Surety bonds are three-party contracts where a surety company promises that the first party will meet the obligations of the second party. If the first party fails to meet these obligations, the surety company will pay the second party. The three parties in a surety bond are:
- The Principal
The principal is the company or the person who needs the bond to complete a project. Small businesses need surety bonds to compete for a project and give assurance to the customer that they will get the product or service wanted. The principal pays a premium to the surety which usually is an insurance company.
- The Obligee
In most cases, the obligee is a governmental agency or entity. They are the party that will get compensated for the damages or unmet obligations by the principal. The surety bond provides assurance for the obligee to make sure they don’t suffer any losses or damages if the obligations weren’t met.
- The Surety
The third party in surety bonds is the surety that protects the principal and the obligee. Typically, the surety is an insurance company or a subsidiary of it. They protect the principal by covering the initial cost if someone filed a claim on the bond; however, the principal will pay fully for the future damages.
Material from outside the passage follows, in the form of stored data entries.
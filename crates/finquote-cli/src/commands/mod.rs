mod lookup;
mod name;
mod quote;

use finquote_core::config::ENV_API_TOKEN;
use finquote_core::{ClientConfig, QuoteClient};
use log::debug;
use serde_json::Value;

use crate::cli::{Cli, Command};
use crate::error::CliError;

/// Rendered command output plus the process exit code it implies.
pub struct CommandResult {
    pub data: Value,
    pub exit_code: u8,
}

impl CommandResult {
    pub fn ok(data: Value) -> Self {
        Self { data, exit_code: 0 }
    }

    pub fn with_exit_code(mut self, exit_code: u8) -> Self {
        self.exit_code = exit_code;
        self
    }
}

pub async fn run(cli: &Cli) -> Result<CommandResult, CliError> {
    let config = build_config(cli)?;
    debug!(
        "using base url {} with timeout {}ms",
        config.base_url(),
        config.timeout_ms()
    );
    let client = QuoteClient::new(config);

    match &cli.command {
        Command::Quote(args) => quote::run(args, &client).await,
        Command::Name(args) => name::run(args, &client).await,
        Command::Lookup(args) => lookup::run(args, &client).await,
    }
}

/// Environment first, then command-line overrides.
fn build_config(cli: &Cli) -> Result<ClientConfig, CliError> {
    let mut config = ClientConfig::from_lookup(|name| {
        if name == ENV_API_TOKEN {
            if let Some(token) = &cli.token {
                return Some(token.clone());
            }
        }
        std::env::var(name).ok()
    })?;

    if let Some(base_url) = &cli.base_url {
        config = config.with_base_url(base_url.as_str())?;
    }
    if let Some(timeout_ms) = cli.timeout_ms {
        config = config.with_timeout_ms(timeout_ms)?;
    }

    Ok(config)
}
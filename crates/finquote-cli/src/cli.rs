//! CLI argument definitions for finquote.
//!
//! # Commands
//!
//! | Command | Description |
//! |---------|-------------|
//! | `quote` | Fetch the latest quote for one or more symbols |
//! | `name` | Resolve company names, falling back to "Unknown Stock" |
//! | `lookup` | Resolve a company name, reporting not-found and errors separately |
//!
//! # Global Options
//!
//! | Option | Default | Description |
//! |--------|---------|-------------|
//! | `--token` | `$FINQUOTE_API_TOKEN` | Finnhub API token |
//! | `--base-url` | `$FINQUOTE_BASE_URL` or Finnhub | API base URL |
//! | `--timeout-ms` | `$FINQUOTE_TIMEOUT_MS` or `5000` | Request timeout in ms |
//! | `--pretty` | `false` | Pretty-print JSON output |
//! | `--verbose` | `false` | Debug-level logging on stderr |

use clap::{Args, Parser, Subcommand};

/// Stock quotes and company names from Finnhub.
#[derive(Debug, Parser)]
#[command(
    name = "finquote",
    author,
    version,
    about = "Stock quotes and company names from Finnhub"
)]
pub struct Cli {
    /// Finnhub API token. Overrides FINQUOTE_API_TOKEN.
    #[arg(long, global = true)]
    pub token: Option<String>,

    /// API base URL. Overrides FINQUOTE_BASE_URL.
    #[arg(long, global = true)]
    pub base_url: Option<String>,

    /// Request timeout in milliseconds. Overrides FINQUOTE_TIMEOUT_MS.
    #[arg(long, global = true)]
    pub timeout_ms: Option<u64>,

    /// Pretty-print JSON output with indentation.
    #[arg(long, global = true, default_value_t = false)]
    pub pretty: bool,

    /// Log request decisions at debug level (RUST_LOG takes precedence).
    #[arg(short, long, global = true, default_value_t = false)]
    pub verbose: bool,

    #[command(subcommand)]
    pub command: Command,
}

/// Available CLI commands.
#[derive(Debug, Subcommand)]
pub enum Command {
    /// Fetch the latest quote for one or more symbols.
    ///
    /// # Examples
    ///
    ///   finquote quote AAPL
    ///   finquote quote AAPL MSFT --pretty
    Quote(SymbolsArgs),

    /// Resolve company names; unknown or failed lookups print "Unknown Stock".
    ///
    /// # Examples
    ///
    ///   finquote name AAPL MSFT
    Name(SymbolsArgs),

    /// Resolve one company name, reporting not-found and errors separately.
    ///
    /// # Examples
    ///
    ///   finquote lookup AAPL
    Lookup(SymbolArgs),
}

#[derive(Debug, Args)]
pub struct SymbolsArgs {
    /// Ticker symbols, sent exactly as typed.
    #[arg(required = true)]
    pub symbols: Vec<String>,
}

#[derive(Debug, Args)]
pub struct SymbolArgs {
    /// Ticker symbol, sent exactly as typed.
    pub symbol: String,
}
use std::collections::BTreeMap;
use std::fmt::{Display, Formatter};
use std::future::Future;
use std::pin::Pin;
use std::sync::Arc;

use crate::config::DEFAULT_TIMEOUT_MS;

/// Outgoing GET request issued by the quote client.
#[derive(Debug, Clone, PartialEq, Eq)]
pub struct HttpRequest {
    pub url: String,
    pub headers: BTreeMap<String, String>,
    pub timeout_ms: u64,
}

impl HttpRequest {
    pub fn get(url: impl Into<String>) -> Self {
        Self {
            url: url.into(),
            headers: BTreeMap::new(),
            timeout_ms: DEFAULT_TIMEOUT_MS,
        }
    }

    pub fn with_header(mut self, name: impl Into<String>, value: impl Into<String>) -> Self {
        self.headers
            .insert(name.into().to_ascii_lowercase(), value.into());
        self
    }

    pub fn with_timeout_ms(mut self, timeout_ms: u64) -> Self {
        self.timeout_ms = timeout_ms;
        self
    }
}

/// Status and raw body returned by a transport.
#[derive(Debug, Clone, PartialEq, Eq)]
pub struct HttpResponse {
    pub status: u16,
    pub body: String,
}

impl HttpResponse {
    pub fn new(status: u16, body: impl Into<String>) -> Self {
        Self {
            status,
            body: body.into(),
        }
    }

    pub fn ok_json(body: impl Into<String>) -> Self {
        Self::new(200, body)
    }

    pub const fn is_success(&self) -> bool {
        self.status >= 200 && self.status < 300
    }
}

/// Transport-level HTTP error.
#[derive(Debug, Clone, PartialEq, Eq)]
pub struct HttpError {
    message: String,
    retryable: bool,
}

impl HttpError {
    pub fn new(message: impl Into<String>) -> Self {
        Self {
            message: message.into(),
            retryable: true,
        }
    }

    pub fn non_retryable(message: impl Into<String>) -> Self {
        Self {
            message: message.into(),
            retryable: false,
        }
    }

    pub fn message(&self) -> &str {
        &self.message
    }

    pub const fn retryable(&self) -> bool {
        self.retryable
    }
}

impl Display for HttpError {
    fn fmt(&self, f: &mut Formatter<'_>) -> std::fmt::Result {
        f.write_str(&self.message)
    }
}

impl std::error::Error for HttpError {}

/// Transport contract used by the quote client.
///
/// Implementations must be shareable across tasks; the client holds one
/// behind an `Arc` and never mutates it.
pub trait HttpClient: Send + Sync {
    fn execute<'a>(
        &'a self,
        request: HttpRequest,
    ) -> Pin<Box<dyn Future<Output = Result<HttpResponse, HttpError>> + Send + 'a>>;
}

/// Production HTTP client backed by reqwest.
#[derive(Debug, Clone)]
pub struct ReqwestHttpClient {
    client: Arc<reqwest::Client>,
}

impl ReqwestHttpClient {
    pub fn new() -> Self {
        Self {
            client: Arc::new(
                reqwest::Client::builder()
                    .user_agent(concat!("finquote/", env!("CARGO_PKG_VERSION")))
                    .build()
                    .unwrap_or_else(|_| reqwest::Client::new()),
            ),
        }
    }

    /// Wrap a preconfigured reqwest client (proxies, custom TLS roots).
    pub fn with_client(client: reqwest::Client) -> Self {
        Self {
            client: Arc::new(client),
        }
    }
}

impl Default for ReqwestHttpClient {
    fn default() -> Self {
        Self::new()
    }
}

impl HttpClient for ReqwestHttpClient {
    fn execute<'a>(
        &'a self,
        request: HttpRequest,
    ) -> Pin<Box<dyn Future<Output = Result<HttpResponse, HttpError>> + Send + 'a>> {
        Box::pin(async move {
            let mut builder = self
                .client
                .get(&request.url)
                .timeout(std::time::Duration::from_millis(request.timeout_ms));

            for (name, value) in &request.headers {
                builder = builder.header(name, value);
            }

            // reqwest errors embed the full URL, token included; keep them out of messages.
            let response = builder.send().await.map_err(|e| {
                let e = e.without_url();
                if e.is_timeout() {
                    HttpError::new(format!("request timeout: {e}"))
                } else if e.is_connect() {
                    HttpError::new(format!("connection failed: {e}"))
                } else if e.is_builder() {
                    HttpError::non_retryable(format!("invalid request: {e}"))
                } else {
                    HttpError::new(format!("request failed: {e}"))
                }
            })?;

            let status = response.status().as_u16();
            let body = response.text().await.map_err(|e| {
                HttpError::new(format!("failed to read response body: {}", e.without_url()))
            })?;

            Ok(HttpResponse { status, body })
        })
    }
}
use rust_decimal::Decimal;
use serde::{Deserialize, Serialize};

use crate::{UtcDateTime, ValidationError};

/// Point-in-time price observation for a ticker.
#[derive(Debug, Clone, PartialEq, Eq, Serialize)]
pub struct Quote {
    symbol: String,
    price: Decimal,
    /// Milliseconds since the Unix epoch.
    observed_at: i64,
}

impl Quote {
    pub fn new(
        symbol: impl Into<String>,
        price: Decimal,
        observed_at: i64,
    ) -> Result<Self, ValidationError> {
        if price < Decimal::ZERO {
            return Err(ValidationError::NegativeValue { field: "price" });
        }
        if observed_at < 0 {
            return Err(ValidationError::NegativeValue {
                field: "observed_at",
            });
        }

        Ok(Self {
            symbol: symbol.into(),
            price,
            observed_at,
        })
    }

    pub fn symbol(&self) -> &str {
        &self.symbol
    }

    pub const fn price(&self) -> Decimal {
        self.price
    }

    pub const fn observed_at(&self) -> i64 {
        self.observed_at
    }

    pub fn observed_at_utc(&self) -> Result<UtcDateTime, ValidationError> {
        UtcDateTime::from_unix_millis(self.observed_at)
    }
}

/// One entry of the upstream symbol search.
#[derive(Debug, Clone, PartialEq, Eq, Serialize, Deserialize)]
pub struct SearchMatch {
    pub symbol: String,
    pub description: String,
    #[serde(rename = "displaySymbol", default, skip_serializing_if = "Option::is_none")]
    pub display_symbol: Option<String>,
    #[serde(rename = "type", default, skip_serializing_if = "Option::is_none")]
    pub kind: Option<String>,
}

/// Upstream symbol search payload, in response order.
#[derive(Debug, Clone, PartialEq, Eq, Serialize, Deserialize)]
pub struct SearchResult {
    pub count: u64,
    #[serde(rename = "result", default)]
    pub matches: Vec<SearchMatch>,
}

impl SearchResult {
    /// First match whose symbol equals `symbol` exactly (case-sensitive).
    ///
    /// A zero `count` means no matches, whatever `result` holds.
    pub fn exact_match(&self, symbol: &str) -> Option<&SearchMatch> {
        if self.count == 0 {
            return None;
        }
        self.matches.iter().find(|entry| entry.symbol == symbol)
    }
}

/// Outcome of a company-name lookup that keeps "not found" apart from failures.
#[derive(Debug, Clone, PartialEq, Eq, Serialize)]
#[serde(tag = "status", content = "name", rename_all = "snake_case")]
pub enum NameLookup {
    Found(String),
    NotFound,
}

impl NameLookup {
    pub fn name(&self) -> Option<&str> {
        match self {
            Self::Found(name) => Some(name),
            Self::NotFound => None,
        }
    }
}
The protection the surety offers to the obligee is being responsible for covering any damages or failed requirements of the surety bonds from the principal.
Types of Surety Bonds
There are numerous types of surety bonds, each one has a unique purpose, and some of them are used in certain industries only. However, most of those bonds fall under the following categories:
- Contract Surety Bonds
Governmental agencies usually require this from contractors and subcontractors. These bonds ensure that the contractor (the principal) will complete the project and pay the subcontractors and workers fairly. The principal’s credit score affects the premium on their contract surety bond along with its financial performance, experience, and existing lines of credit. There are several types of contract surety bonds which include:
- Bid bond
- Performance bond
- Payment bond
- Maintenance bond
- Commercial Surety Bonds
Commercial surety bonds contain thousands of types of surety bonds and they are required by a government to protect public interests. Many licensed businesses use these bonds as a guarantee to stay compliant with all regulations and laws concerning the rights of the general public. Lottery-ticket sellers, liquor stores, automobile dealers, and other professionals are the most common type of principals in a commercial surety bond. Commercial surety bonds types include:
- License and permit bonds
- Mortgage broker bonds
- Fidelity Surety Bonds
Employee corruption and theft pose a great threat to companies and that’s why they use fidelity surety bonds to protect their assets. These bonds are essential for companies that deal with large amounts of money, sensitive information or data, and expensive items. You protect your business with these bonds and any clients you have that may be affected by the harmful acts. The three types of fidelity surety bonds are:
- Business services bond
- Employee dishonesty bond
- ERISA bond
- Court Surety Bond
Defendants and plaintiffs are the most common principals of the court surety bond to protect them from losses in court cases. The types of court surety bonds are:
- Cost bond
- Administrator bond
- Guardianship bond
- Attachment bond
This article should give you the basic information you need to make an informed decision before getting a surety bond. To acquire a surety bond, contact bond brokers, agents, or insurance companies, and apply for one. The bond agency will get back to you after assessing the project to tell you of the requirements needed to get the bond completed. Bonds are made to ensure the completion of contractual agreements for business operations and in the process, they help improve your business reputation and credibility.